Ini berita bagus. Sebab artinya kita bisa membangkitkan kembali kemampuan belajar paling purba ini untuk menyerap kebiasaan-kebiasaan baik. Caranya? Kita cukup mencari subject matter expert untuk diteladani, lalu melakukan proses peneladanan kepadanya. NLP menyajikan beberapa metodologinya. Tapi pun tanpa itu, sebenarnya kemampuan meneladani itu tak pernah hilang, hanya perlu dibangkitkan kembali.

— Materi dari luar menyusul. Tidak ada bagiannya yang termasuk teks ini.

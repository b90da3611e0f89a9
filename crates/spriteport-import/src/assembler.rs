//! Clip assembly.
//!
//! Groups parsed frames into named clips by the animation tag embedded in
//! their labels and decides each clip's loop policy from the non-looping
//! rules.
//!
//! Labels follow `<baseName>_<animationTag>_<frameIndex>`. The parser has
//! already removed the index; this module splits what remains.

use std::path::Path;

use spriteport_spec::{
    AnimationClipData, CompiledRules, ImportError, PipelineResult, RuleMatch, SourceFrame,
};

/// Output of one assembly.
#[derive(Debug, Clone, PartialEq)]
pub struct Assembly {
    /// Clips in order of first appearance of their tag.
    pub clips: Vec<AnimationClipData>,
    /// One entry per rule, in registration order.
    pub rule_matches: Vec<RuleMatch>,
    /// Labels of frames that could not be segmented.
    pub skipped: Vec<String>,
}

/// Extracts the animation tag from a label stem (the label without its
/// frame index).
///
/// Returns `None` for an empty stem, and `Some("")` when the stem carries no
/// tag. A stem without any `_` is taken to be a bare base name.
///
/// ```
/// use spriteport_import::assembler::split_tag;
///
/// assert_eq!(split_tag("hero_walk_left", "hero"), Some("walk_left"));
/// assert_eq!(split_tag("knight_walk", "hero"), Some("walk"));
/// assert_eq!(split_tag("hero", "hero"), Some(""));
/// assert_eq!(split_tag("", "hero"), None);
/// ```
pub fn split_tag<'a>(stem: &'a str, base_name: &str) -> Option<&'a str> {
    if stem.is_empty() {
        return None;
    }
    if stem == base_name {
        return Some("");
    }
    if let Some(rest) = stem
        .strip_prefix(base_name)
        .and_then(|rest| rest.strip_prefix('_'))
    {
        return Some(rest);
    }
    match stem.split_once('_') {
        Some((_, tag)) => Some(tag),
        None => Some(""),
    }
}

/// Partitions `frames` into clips.
///
/// Frames with an empty tag go to a clip named `base_name`. Fails with
/// [`ImportError::EmptyClipSet`] when no frame could be segmented.
pub fn assemble(
    source: &Path,
    base_name: &str,
    frames: &[SourceFrame],
    rules: &CompiledRules,
) -> PipelineResult<Assembly> {
    let mut groups: Vec<(String, Vec<SourceFrame>)> = Vec::new();
    let mut skipped = Vec::new();

    for frame in frames {
        let stem = label_stem(&frame.source_name);
        let Some(tag) = split_tag(stem, base_name) else {
            skipped.push(frame.source_name.clone());
            continue;
        };
        let clip_name = if tag.is_empty() { base_name } else { tag };

        match groups.iter_mut().find(|(name, _)| name == clip_name) {
            Some((_, group)) => group.push(frame.clone()),
            None => groups.push((clip_name.to_string(), vec![frame.clone()])),
        }
    }

    if groups.is_empty() {
        return Err(ImportError::EmptyClipSet {
            path: source.to_path_buf(),
        });
    }

    let mut rule_matches: Vec<RuleMatch> = rules
        .iter()
        .map(|rule| RuleMatch {
            rule: rule.source.clone(),
            literal: rule.is_literal(),
            clips: Vec::new(),
        })
        .collect();

    let clips = groups
        .into_iter()
        .map(|(name, mut frames)| {
            frames.sort_by_key(|f| f.sequence_index);
            let first = rules.first_match(&name);
            if let Some(entry) = first.and_then(|i| rule_matches.get_mut(i)) {
                entry.clips.push(name.clone());
            }
            AnimationClipData {
                loops: first.is_none(),
                name,
                frames,
            }
        })
        .collect();

    Ok(Assembly {
        clips,
        rule_matches,
        skipped,
    })
}

/// The label without its trailing frame index.
///
/// Parsed frames always carry a numeric index, so the stem is everything
/// before the last separator once any source extension is gone.
fn label_stem(label: &str) -> &str {
    spriteport_spec::frame::split_frame_label(label)
        .map(|(stem, _)| stem)
        .unwrap_or(label)
}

Sisi lain, ia juga berarti berita buruk. Bahwa kita pun bisa saja meneledani, memodel, kebiasaan-kebiasaan buruk dari orang di sekeliling kita. Bukankah mudah kita jumpai orang melanggar aturan lalu lintas dengan meneladani mereka yang lebih dulu melakukannya? Kala orang di depan masuk jalur bis, kita pun mengikuti. Bukankah mereka yang cerdas dan idealis saat jadi aktivis lama-kelamaan ikutan korup kala telah menjabat? Ini membuktikan kemampuan modeling itu tak pernah hilang. Ia ada, dan tanpa sadar terus kita gunakan. Ya, karena memang ia lah cara belajar kita yang paling dasar.
Karena itulah, konsekuensinya, kita memang perlu mencermati lingkungan tempat kita menghabiskan waktu. Bergaullah dengan penjual parfum, maka kita kan terbiasa dengan yang wangi dan karenanya tertular wanginya. Ambillah jarak sejenak, wahai diri, tuk meneliti siapa yang ada di sekelilingmu. Tandai apa dampak kebiasaan mereka kepadamu. Jika baik, lanjutkanlah hidup bersama mereka. Jika buruk, hindarilah mereka. Pun jika tak mudah menghindarinya, carilah tempat lain untuk belajar dan menjaga kewarasan. Seimbangkanlah efek buruk dengan efek baik yang jauh lebih banyak.
Lebih jauh lagi, jadilah teladan itu. Lakukan hal yang baik, lalu istiqamahlah. Mungkin kau tak sadar, tapi siapa tahu, Tuhan mengizinkan hidayah jatuh pada seseorang tersebab apa yang kau teladankan—meski tak kau ucapkan.